Paul McCartney's family-man image remains.
NEW YORK (AP) -- "You can knit a sweater by the fireside, Sunday mornings go for a ride." It was an idyllic picture of marriage in the golden years that Paul McCartney sang of in the 1967 Beatles hit "When I'm 64."
It also was an image that McCartney -- now 64, as it happens -- epitomized in his own life for years, showing a turbulent world that even a rock star could have what was by all appearances a loving, stable, long-lasting family life with his first wife, Linda, ending only with her death from cancer in 1998.
Now, British tabloids are buzzing with unsavory allegations connected to the sensational divorce of McCartney and his second wife, Heather Mills McCartney, with unsubstantiated claims flying of physical abuse, callousness, an alleged assault with a broken wine glass by him, a bottle of ketchup thrown by her.
There may well not be an iota of truth among them. Yet the public airing of this nasty dispute is depressing to many who've followed McCartney -- the optimistic one who wanted to "fill the world with silly love songs" -- for four decades of music and life (and briefly, rumored death.) For some of these fans, it even signals an end to an arc that began with heady innocence, then met tragedy with the murder of John Lennon, more sadness with the death of George Harrison, and now, on a smaller scale, Paul's ugly mess.

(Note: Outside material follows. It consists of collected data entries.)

//! Pipelined transfer engine
//!
//! A transfer keeps a window of outstanding READ or WRITE requests in
//! flight over one open file handle. Requests complete at the wire in
//! whatever order the server likes; the issue-ordered queue is what
//! guarantees that a download hands its bytes back contiguously.
//! Upload acknowledgements may land for any queue position, so nodes
//! are unlinked from the interior as they arrive.

use std::collections::VecDeque;

use tracing::trace;

use crate::client::FileHandle;

/// Outcome of feeding a response packet to a transfer.
#[derive(Debug, Clone, Copy, PartialEq, Eq)]
pub enum GotPacket {
    /// The packet belonged to this transfer and was processed.
    Progress,
    /// The packet belonged to this transfer and reported failure; the
    /// transfer is now in the error state.
    Failed,
    /// The packet was not part of this transfer. The caller should
    /// route it elsewhere.
    Unclaimed,
}

#[derive(Debug)]
struct XferReq {
    key: u64,
    offset: u64,
    len: u32,
    retlen: u32,
    /// 0 = outstanding, +1 = data ready, -1 = finished without data.
    complete: i8,
    buffer: Vec<u8>,
}

/// One pipelined bulk transfer over an open file handle.
#[derive(Debug)]
pub struct Transfer {
    handle: FileHandle,
    offset: u64,
    furthestdata: u64,
    /// Tentative EOF, lowered whenever a short read comes back.
    filesize: u64,
    req_totalsize: u32,
    req_maxsize: u32,
    eof: bool,
    err: bool,
    reqs: VecDeque<XferReq>,
    next_key: u64,
    violation: Option<&'static str>,
}

impl Transfer {
    pub(crate) fn new(handle: FileHandle, offset: u64, req_maxsize: u32, upload: bool) -> Self {
        Self {
            handle,
            offset,
            furthestdata: 0,
            filesize: u64::MAX,
            req_totalsize: 0,
            req_maxsize,
            // For an upload the caller knows when all data has been
            // produced; setting eof up front makes done() mean "all
            // outstanding writes acknowledged".
            eof: upload,
            err: false,
            reqs: VecDeque::new(),
            next_key: 0,
            violation: None,
        }
    }

    pub(crate) fn handle(&self) -> &FileHandle {
        &self.handle
    }

    /// Finished: EOF or error seen, and nothing left in flight.
    pub fn done(&self) -> bool {
        (self.eof || self.err) && self.reqs.is_empty()
    }

    pub fn eof(&self) -> bool {
        self.eof
    }

    pub fn error(&self) -> bool {
        self.err
    }

    pub fn set_error(&mut self) {
        self.err = true;
    }

    /// Number of requests currently in flight.
    pub fn in_flight(&self) -> usize {
        self.reqs.len()
    }

    /// Bytes covered by in-flight requests.
    pub fn outstanding_bytes(&self) -> u32 {
        self.req_totalsize
    }

    pub(crate) fn can_queue(&self) -> bool {
        self.req_totalsize < self.req_maxsize && !self.eof && !self.err
    }

    /// Append a request node covering the next `len` bytes; returns
    /// its key and file offset.
    pub(crate) fn push_req(&mut self, len: u32) -> (u64, u64) {
        let key = self.next_key;
        self.next_key += 1;
        let offset = self.offset;
        self.reqs.push_back(XferReq {
            key,
            offset,
            len,
            retlen: 0,
            complete: 0,
            buffer: Vec::new(),
        });
        self.offset += u64::from(len);
        self.req_totalsize += len;
        (key, offset)
    }

    pub(crate) fn req_len(&self, key: u64) -> Option<u32> {
        self.reqs.iter().find(|r| r.key == key).map(|r| r.len)
    }

    /// Record the result of a READ: `Some(n)` for n bytes (0 meaning
    /// EOF, whether the server said so with an empty DATA or a
    /// STATUS), `None` for an error.
    pub(crate) fn apply_read_result(
        &mut self,
        key: u64,
        result: Option<usize>,
        buffer: Vec<u8>,
    ) -> GotPacket {
        let (node_offset, node_len, retlen);
        {
            let Some(node) = self.reqs.iter_mut().find(|r| r.key == key) else {
                return GotPacket::Unclaimed;
            };
            match result {
                None => {
                    self.err = true;
                    node.complete = -1;
                    return GotPacket::Failed;
                }
                Some(0) => {
                    self.eof = true;
                    node.retlen = 0;
                    node.complete = -1;
                }
                Some(n) => {
                    node.retlen = n as u32;
                    node.buffer = buffer;
                    node.complete = 1;
                }
            }
            node_offset = node.offset;
            node_len = node.len;
            retlen = node.retlen;
        }

        if retlen > 0 && self.furthestdata < node_offset {
            self.furthestdata = node_offset;
        }

        if retlen < node_len {
            let filesize = node_offset + u64::from(retlen);
            if filesize < self.filesize {
                trace!("short read; tentative file size {}", filesize);
                self.filesize = filesize;
            }
        }

        if self.furthestdata > self.filesize {
            // The server handed us a short buffer somewhere below data
            // it had already returned. Nothing sane can come of that.
            self.violation = Some("received a short buffer from FXP_READ, but not at EOF");
            self.err = true;
            return GotPacket::Failed;
        }

        GotPacket::Progress
    }

    pub(crate) fn take_violation(&mut self) -> Option<&'static str> {
        self.violation.take()
    }

    /// Drain the next completed block, in issue order. Nodes that
    /// finished without data are skipped silently; `None` means the
    /// head of the queue is still outstanding (or the queue is empty).
    pub fn download_data(&mut self) -> Option<Vec<u8>> {
        while let Some(head) = self.reqs.front() {
            if head.complete == 0 {
                return None;
            }
            let mut node = self.reqs.pop_front()?;
            self.req_totalsize -= node.len;
            if node.complete > 0 {
                node.buffer.truncate(node.retlen as usize);
                return Some(node.buffer);
            }
        }
        None
    }

    /// Unlink an acknowledged upload node, wherever it sits in the
    /// queue.
    pub(crate) fn remove_req(&mut self, key: u64) -> bool {
        let Some(pos) = self.reqs.iter().position(|r| r.key == key) else {
            return false;
        };
        if let Some(node) = self.reqs.remove(pos) {
            self.req_totalsize -= node.len;
        }
        true
    }

    /// Drop every pending node and its buffer.
    pub fn cleanup(&mut self) {
        self.reqs.clear();
        self.req_totalsize = 0;
    }
}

"I am amazed, and yet not really surprised, that their lives have spiraled this way," says John Pisani, a longtime fan who, at 57, is just seven years younger than Paul and part of the baby boomer generation that grew up with the Beatles. "It kind of mirrors the way the world has changed for all of us, the way we feel about our lives. Their early music was so innocent. And now, life is so insane."
"It just makes sense to me that Paul is going through this," said Pisani, a house painter in Cape Cod, Mass. "But I wouldn't wish it on anybody. And I feel bad for both of them."
First marriage strong
Many people find the mere discussion distasteful, preferring to let the sordid case speak for itself in the tabloids. "It's just sad, for all this to go so bad so quickly," said Jason Fine, deputy managing editor at Rolling Stone magazine. Like others interviewed, he noted how so many long admired McCartney for the strength of his first marriage.
"They were such a unit," Fine says. "They had made it through those times when so many people got divorced. And they worked together, too -- it was a partnership."
Also unfortunate, Fine says, is that the messy divorce comes at a time when McCartney, one of two surviving Beatles along with Ringo Starr, is on a creative upswing, with a well-received album last year, "Chaos and Creation in the Backyard," that was "really a refreshing record."
"He seems to have come back into the creative spotlight," says Fine. "It's a shame that this is happening now."
A shame, but will this affect McCartney's image or legacy in any lasting way? Hardly likely, says Bruce Spizer, author of six books about the Beatles.
"Most people understand that Paul, like any person, has faults, but they know him as a family man, based on the wonderful marriage he had with Linda," said Spizer. "So they would take all this with extreme skepticism." Of the Beatles fans he's heard discussing it, he says a good 90 percent don't believe the reported allegations against Paul.